Line by line, transcribe the material shown below exactly.
--- ENTRIES SUPPLIED ---
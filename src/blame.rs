//! Blame enrichment: attach author/timestamp attribution to matches.
//!
//! Line matches resolve through `git blame` restricted to the single line;
//! whole-file command matches fall back to the last commit touching the
//! file. Historical lookups are orders of magnitude slower than rule
//! evaluation, so successful per-line results are memoized in the
//! `BlameCache` and consulted first. A cache hit is trusted only when the
//! cached line content equals the current match content, because cached
//! content is advisory: the file may have changed since the write.
//!
//! Attribution never fails a run. Any lookup problem (file not under
//! version control, git error, timeout) resolves to the `"Unknown"` author
//! sentinel with no timestamp.

use crate::cache::{BlameCache, BlameRecord};
use crate::evaluate::run_with_timeout;
use crate::models::{EnrichedMatch, EnrichedOutcome, EvalOutcome, MatchRecord};
use chrono::{DateTime, Utc};
use std::collections::BTreeMap;
use std::path::Path;
use std::process::Command;
use std::time::Duration;
use tracing::{debug, warn};

/// Explicit sentinel for unresolved attribution.
pub const UNKNOWN_AUTHOR: &str = "Unknown";

/// Wall-clock limit per git invocation, mirroring the command evaluator.
const BLAME_TIMEOUT: Duration = Duration::from_secs(5);

/// Resolve attribution for every match in `outcome`.
///
/// Matches within each rule come back sorted by timestamp ascending with
/// unresolved timestamps last, ready for truncated display. Fresh per-line
/// lookups are written back to the cache in one batch at the end.
pub fn enrich_with_blame(
    root: &Path,
    cache: &BlameCache,
    outcome: &EvalOutcome,
) -> EnrichedOutcome {
    let mut pending: Vec<BlameRecord> = Vec::new();
    let pattern = enrich_map(root, cache, &outcome.pattern, &mut pending);
    let command = enrich_map(root, cache, &outcome.command, &mut pending);
    if let Err(e) = cache.create_or_update_many(&pending) {
        warn!(error = %e, "failed to write blame results back to cache");
    }
    EnrichedOutcome { pattern, command }
}

fn enrich_map(
    root: &Path,
    cache: &BlameCache,
    issues: &BTreeMap<String, Vec<MatchRecord>>,
    pending: &mut Vec<BlameRecord>,
) -> BTreeMap<String, Vec<EnrichedMatch>> {
    issues
        .iter()
        .map(|(rule, matches)| {
            let mut enriched: Vec<EnrichedMatch> = matches
                .iter()
                .map(|m| {
                    let (author, timestamp) = resolve(root, cache, m, pending);
                    EnrichedMatch {
                        record: m.clone(),
                        author,
                        timestamp,
                    }
                })
                .collect();
            sort_for_display(&mut enriched);
            (rule.clone(), enriched)
        })
        .collect()
}

/// Timestamp ascending; unresolved timestamps sort as "latest possible".
pub fn sort_for_display(matches: &mut [EnrichedMatch]) {
    matches.sort_by_key(|m| m.timestamp.unwrap_or(DateTime::<Utc>::MAX_UTC));
}

fn resolve(
    root: &Path,
    cache: &BlameCache,
    m: &MatchRecord,
    pending: &mut Vec<BlameRecord>,
) -> (String, Option<DateTime<Utc>>) {
    let Some(line) = m.line else {
        // Whole-file command match: the per-line query does not apply, and
        // the line-keyed cache cannot hold it.
        return match last_commit_for_file(root, &m.file) {
            Some((author, ts)) => (author, Some(ts)),
            None => (UNKNOWN_AUTHOR.to_string(), None),
        };
    };

    let key = cache_key(root, &m.file);
    match cache.get(line, &key) {
        Ok(Some(rec)) if rec.line_content == m.content => {
            debug!(file = %key, line, "blame cache hit");
            return (rec.author, Some(rec.timestamp));
        }
        Ok(_) => {}
        Err(e) => warn!(file = %key, line, error = %e, "blame cache lookup failed"),
    }

    match blame_line(root, &m.file, line) {
        Some((author, ts)) => {
            pending.push(BlameRecord {
                file_name: key,
                line_number: line,
                line_content: m.content.clone(),
                author: author.clone(),
                timestamp: ts,
            });
            (author, Some(ts))
        }
        None => (UNKNOWN_AUTHOR.to_string(), None),
    }
}

/// Cache keys are project-root-relative so the cache survives checkouts at
/// different absolute paths.
fn cache_key(root: &Path, file: &Path) -> String {
    file.strip_prefix(root)
        .unwrap_or(file)
        .to_string_lossy()
        .into_owned()
}

fn blame_line(root: &Path, file: &Path, line: u32) -> Option<(String, DateTime<Utc>)> {
    let mut cmd = Command::new("git");
    cmd.arg("blame")
        .arg("-L")
        .arg(format!("{line},{line}"))
        .arg("--porcelain")
        .arg(file)
        .current_dir(root);
    let output = run_with_timeout(cmd, BLAME_TIMEOUT).ok()??;
    parse_porcelain(&output)
}

fn last_commit_for_file(root: &Path, file: &Path) -> Option<(String, DateTime<Utc>)> {
    let mut cmd = Command::new("git");
    cmd.arg("log")
        .arg("-1")
        .arg("--format=%an;%at")
        .arg("--")
        .arg(file)
        .current_dir(root);
    let output = run_with_timeout(cmd, BLAME_TIMEOUT).ok()??;
    parse_author_line(output.trim())
}

/// Pull `author` and `author-time` out of `git blame --porcelain` output.
fn parse_porcelain(output: &str) -> Option<(String, DateTime<Utc>)> {
    let mut author: Option<String> = None;
    let mut time: Option<DateTime<Utc>> = None;
    for line in output.lines() {
        if let Some(rest) = line.strip_prefix("author ") {
            author = Some(rest.trim().to_string());
        } else if let Some(rest) = line.strip_prefix("author-time ") {
            let secs: i64 = rest.trim().parse().ok()?;
            time = DateTime::from_timestamp(secs, 0);
        }
        if author.is_some() && time.is_some() {
            break;
        }
    }
    Some((author?, time?))
}

/// Parse one `%an;%at` line from `git log`.
fn parse_author_line(line: &str) -> Option<(String, DateTime<Utc>)> {
    let (author, epoch) = line.rsplit_once(';')?;
    if author.is_empty() {
        return None;
    }
    let secs: i64 = epoch.trim().parse().ok()?;
    let ts = DateTime::from_timestamp(secs, 0)?;
    Some((author.to_string(), ts))
}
---
§ **OUTPUT OF THE EXERCISE**:
filename src/blame.rs
//! Blame enrichment: attach author/timestamp attribution to matches.
//!
//! Line matches resolve through `git blame` restricted to the single line;
//! whole-file command matches fall back to the last commit touching the
//! file. Historical lookups are orders of magnitude slower than rule
//! evaluation, so successful per-line results are memoized in the
//! `BlameCache` and consulted first. A cache hit is trusted only when the
//! cached line content equals the current match content, because cached
//! content is advisory: the file may have changed since the write.
//!
//! Attribution never fails a run. Any lookup problem (file not under
//! version control, git error, timeout) resolves to the `"Unknown"` author
//! sentinel with no timestamp.

use crate::cache::{BlameCache, BlameRecord};
use crate::evaluate::run_with_timeout;
use crate::models::{EnrichedMatch, EnrichedOutcome, EvalOutcome, MatchRecord};
use chrono::{DateTime, Utc};
use std::collections::BTreeMap;
use std::path::Path;
use std::process::Command;
use std::time::Duration;
use tracing::{debug, warn};

/// Explicit sentinel for unresolved attribution.
pub const UNKNOWN_AUTHOR: &str = "Unknown";

/// Wall-clock limit per git invocation, mirroring the command evaluator.
const BLAME_TIMEOUT: Duration = Duration::from_secs(5);

/// Resolve attribution for every match in `outcome`.
///
/// Matches within each rule come back sorted by timestamp ascending with
/// unresolved timestamps last, ready for truncated display. Fresh per-line
/// lookups are written back to the cache in one batch at the end.
pub fn enrich_with_blame(
    root: &Path,
    cache: &BlameCache,
    outcome: &EvalOutcome,
) -> EnrichedOutcome {
    let mut pending: Vec<BlameRecord> = Vec::new();
    let pattern = enrich_map(root, cache, &outcome.pattern, &mut pending);
    let command = enrich_map(root, cache, &outcome.command, &mut pending);
    if let Err(e) = cache.create_or_update_many(&pending) {
        warn!(error = %e, "failed to write blame results back to cache");
    }
    EnrichedOutcome { pattern, command }
}

fn enrich_map(
    root: &Path,
    cache: &BlameCache,
    issues: &BTreeMap<String, Vec<MatchRecord>>,
    pending: &mut Vec<BlameRecord>,
) -> BTreeMap<String, Vec<EnrichedMatch>> {
    issues
        .iter()
        .map(|(rule, matches)| {
            let mut enriched: Vec<EnrichedMatch> = matches
                .iter()
                .map(|m| {
                    let (author, timestamp) = resolve(root, cache, m, pending);
                    EnrichedMatch {
                        record: m.clone(),
                        author,
                        timestamp,
                    }
                })
                .collect();
            sort_for_display(&mut enriched);
            (rule.clone(), enriched)
        })
        .collect()
}

/// Timestamp ascending; unresolved timestamps sort as "latest possible".
pub fn sort_for_display(matches: &mut [EnrichedMatch]) {
    matches.sort_by_key(|m| m.timestamp.unwrap_or(DateTime::<Utc>::MAX_UTC));
}

fn resolve(
    root: &Path,
    cache: &BlameCache,
    m: &MatchRecord,
    pending: &mut Vec<BlameRecord>,
) -> (String, Option<DateTime<Utc>>) {
    let Some(line) = m.line else {
        // Whole-file command match: the per-line query does not apply, and
        // the line-keyed cache cannot hold it.
        return match last_commit_for_file(root, &m.file) {
            Some((author, ts)) => (author, Some(ts)),
            None => (UNKNOWN_AUTHOR.to_string(), None),
        };
    };

    let key = cache_key(root, &m.file);
    match cache.get(line, &key) {
        Ok(Some(rec)) if rec.line_content == m.content => {
            debug!(file = %key, line, "blame cache hit");
            return (rec.author, Some(rec.timestamp));
        }
        Ok(_) => {}
        Err(e) => warn!(file = %key, line, error = %e, "blame cache lookup failed"),
    }

    match blame_line(root, &m.file, line) {
        Some((author, ts)) => {
            pending.push(BlameRecord {
                file_name: key,
                line_number: line,
                line_content: m.content.clone(),
                author: author.clone(),
                timestamp: ts,
            });
            (author, Some(ts))
        }
        None => (UNKNOWN_AUTHOR.to_string(), None),
    }
}

/// Cache keys are project-root-relative so the cache survives checkouts at
/// different absolute paths.
fn cache_key(root: &Path, file: &Path) -> String {
    file.strip_prefix(root)
        .unwrap_or(file)
        .to_string_lossy()
        .into_owned()
}

fn blame_line(root: &Path, file: &Path, line: u32) -> Option<(String, DateTime<Utc>)> {
    let mut cmd = Command::new("git");
    cmd.arg("blame")
        .arg("-L")
        .arg(format!("{line},{line}"))
        .arg("--porcelain")
        .arg(file)
        .current_dir(root);
    let output = run_with_timeout(cmd, BLAME_TIMEOUT).ok()??;
    parse_porcelain(&output)
}

fn last_commit_for_file(root: &Path, file: &Path) -> Option<(String, DateTime<Utc>)> {
    let mut cmd = Command::new("git");
    cmd.arg("log")
        .arg("-1")
        .arg("--format=%an;%at")
        .arg("--")
        .arg(file)
        .current_dir(root);
    let output = run_with_timeout(cmd, BLAME_TIMEOUT).ok()??;
    parse_author_line(output.trim())
}

/// Pull `author` and `author-time` out of `git blame --porcelain` output.
fn parse_porcelain(output: &str) -> Option<(String, DateTime<Utc>)> {
    let mut author: Option<String> = None;
    let mut time: Option<DateTime<Utc>> = None;
    for line in output.lines() {
        if let Some(rest) = line.strip_prefix("author ") {
            author = Some(rest.trim().to_string());
        } else if let Some(rest) = line.strip_prefix("author-time ") {
            let secs: i64 = rest.trim().parse().ok()?;
            time = DateTime::from_timestamp(secs, 0);
        }
        if author.is_some() && time.is_some() {
            break;
        }
    }
    Some((author?, time?))
}

/// Parse one `%an;%at` line from `git log`.
fn parse_author_line(line: &str) -> Option<(String, DateTime<Utc>)> {
    let (author, epoch) = line.rsplit_once(';')?;
    if author.is_empty() {
        return None;
    }
    let secs: i64 = epoch.trim().parse().ok()?;
    let ts = DateTime::from_timestamp(secs, 0)?;
    Some((author.to_string(), ts))
}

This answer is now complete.